◆ **Task brief**: Exactly as written, retype all of the records that come next.

━━━

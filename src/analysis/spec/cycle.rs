use std::path::Path;

use crate::base::Location;
use crate::graph::SpecGraph;
use crate::report::{LocatedException, ProblemMapper};
use crate::spec::{NameIndices, Specification};

use super::SpecificationAnalyzer;

/// Reports every elementary import cycle, filed under the first document
/// of the cycle.
///
/// The erroring import statement is found by scanning the *second*
/// document of the cycle for an import whose target file name matches
/// the first document's file name; `(1,1)` when no such import exists.
pub struct ImportCycleAnalyzer;

fn file_name(path: &Path) -> &str {
    path.file_name().and_then(|n| n.to_str()).unwrap_or_default()
}

impl SpecificationAnalyzer for ImportCycleAnalyzer {
    fn analyze(
        &self,
        graph: &SpecGraph,
        spec: &mut Specification,
        _indices: &NameIndices,
        problems: &mut ProblemMapper,
    ) {
        for cycle in graph.cycles() {
            let first = &cycle[0];
            let second = &cycle[1 % cycle.len()];

            let location = spec
                .get(second)
                .and_then(|doc| {
                    doc.imports
                        .iter()
                        .find(|imp| imp.target_file_name() == file_name(first))
                })
                .map(|imp| imp.location.clone())
                .unwrap_or_else(|| Location::new(1, 1));

            let chain = cycle
                .iter()
                .chain(std::iter::once(first))
                .map(|p| format!("\"{}\"", p.display()))
                .collect::<Vec<_>>()
                .join(" => ");

            problems.append_document_error(
                first,
                LocatedException::new(format!("Cyclic import: {chain}"), location),
            );
        }
    }
}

━━━

◆ **Exercise result**:
filename src/analysis/spec/cycle.rs
use std::path::Path;

use crate::base::Location;
use crate::graph::SpecGraph;
use crate::report::{LocatedException, ProblemMapper};
use crate::spec::{NameIndices, Specification};

use super::SpecificationAnalyzer;

/// Reports every elementary import cycle, filed under the first document
/// of the cycle.
///
/// The erroring import statement is found by scanning the *second*
/// document of the cycle for an import whose target file name matches
/// the first document's file name; `(1,1)` when no such import exists.
pub struct ImportCycleAnalyzer;

fn file_name(path: &Path) -> &str {
    path.file_name().and_then(|n| n.to_str()).unwrap_or_default()
}

impl SpecificationAnalyzer for ImportCycleAnalyzer {
    fn analyze(
        &self,
        graph: &SpecGraph,
        spec: &mut Specification,
        _indices: &NameIndices,
        problems: &mut ProblemMapper,
    ) {
        for cycle in graph.cycles() {
            let first = &cycle[0];
            let second = &cycle[1 % cycle.len()];

            let location = spec
                .get(second)
                .and_then(|doc| {
                    doc.imports
                        .iter()
                        .find(|imp| imp.target_file_name() == file_name(first))
                })
                .map(|imp| imp.location.clone())
                .unwrap_or_else(|| Location::new(1, 1));

            let chain = cycle
                .iter()
                .chain(std::iter::once(first))
                .map(|p| format!("\"{}\"", p.display()))
                .collect::<Vec<_>>()
                .join(" => ");

            problems.append_document_error(
                first,
                LocatedException::new(format!("Cyclic import: {chain}"), location),
            );
        }
    }
}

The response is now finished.